Liberty had also taken a step beyond most REITs by developing a proprietary building wide area network to track and display real-time energy use for its property managers, Marla Thalheimer, director of sustainability, said in an interview this week.
At that point, the company started asking itself, where else could it find waste across its hundreds of properties? In other words, “We hit a bit of a plateau,” she said.
It’s a common situation for building owners that have replaced the lights, tuned up the HVAC systems and taken care of the other low-hanging fruit in the building energy efficiency game. What’s left over is much harder to pinpoint, particularly when the scope of possible effort spans lots of buildings across different regions.
Enter Retroficiency, a Boston-based startup with a technology a platform that combines public and proprietary data to create building energy models -- ones it says can shed light on where energy is being wasted without even entering the building.
In the case of Liberty, Retroficiency was able to take an energy assessment process that could have taken a team of engineers weeks to process, and squeeze it down into one day, Thalheimer said. In the process, it identified about $2.3 million more in energy savings potential, ranging from lighting and HVAC to building controls and plug loads, as well as helping to prioritize just which buildings and systems were likely to pay themselves off most quickly.
Buildings waste a lot of energy, and much of that waste is theoretically very easy to fix and keep fixed. A study from Deutsche Bank and the Rockefeller Institute found a $279 billion investment opportunity in U.S. commercial building efficiency over the next decade, with the potential to return more than $1 trillion, or nearly four times the investment, over that time.
But building owners and managers have a lot of other things to worry about, such as tenant attraction and retention, property improvements and upgrades, and other competing priorities for investment, Thalheimer noted. Any money spent on efficiency needs to show a clear payback over a known period of time, she said. Simple lighting replacements deliver very clear cost reductions -- but investigating beyond those simple projects opens up a lot of variables that are hard to quantify, she said.
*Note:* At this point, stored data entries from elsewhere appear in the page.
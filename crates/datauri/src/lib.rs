//! Parsing of `data:` URIs into a MIME type, a still-encoded payload, and a
//! freshly generated filename whose suffix is derived from the MIME type.

pub mod decode;
pub mod error;
pub mod parser;
pub mod suffix;

pub use error::DataUriError;
pub use parser::{DataUriParser, GeneratedFilename, ParseResult, ParsedDataUri};
pub use suffix::DataUriSuffixParser;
“The challenge for building owners is, you have to get the biggest bang for your buck,” she said. “Retroficiency’s recommendations are very useful, because they tell you things you haven’t looked at yet.” While Liberty hasn’t yet fixed all the energy-wasting problems that Retroficiency’s scan caught, it’s on a path to do so, both in terms of prioritizing high-value projects and providing individual building managers access to the data to set their own goals, she said.
It’s important to note that Retroficiency doesn’t do energy efficiency retrofits or building controls itself. That’s more the realm of building controls and energy services giants like Honeywell, Siemens, Johnson Controls and Schneider Electric, as well as startups such as SCIEnergy, SkyFoundry, BuildingIQ and many others targeting various aspects of the built environment.
Retroficiency, on the other hand, is a tool for the parties involved in that process, whether they be property owners, big management firms like Liberty or customer Jones Lang LaSalle, or building energy control and service vendors like SAIC and Schneider Electric.
Retroficiency, funded with $3.3 million in VC from Point Judith Capital and angel investors, isn’t the only company targeting this analysis and insight portion of the building energy efficiency process. Another is FirstFuel, a Lexington, Mass.-based startup with $12.5 million in VC and customers including the U.S. Department of Defense and several unnamed state government agencies, large U.S. utilities and European utilities.
FirstFuel uses utility interval meter data to gain its insights. Retroficiency started out approaching the data-crunching challenge from the property data side, then expanded into interval meter data with its acquisition of Nexamp last year.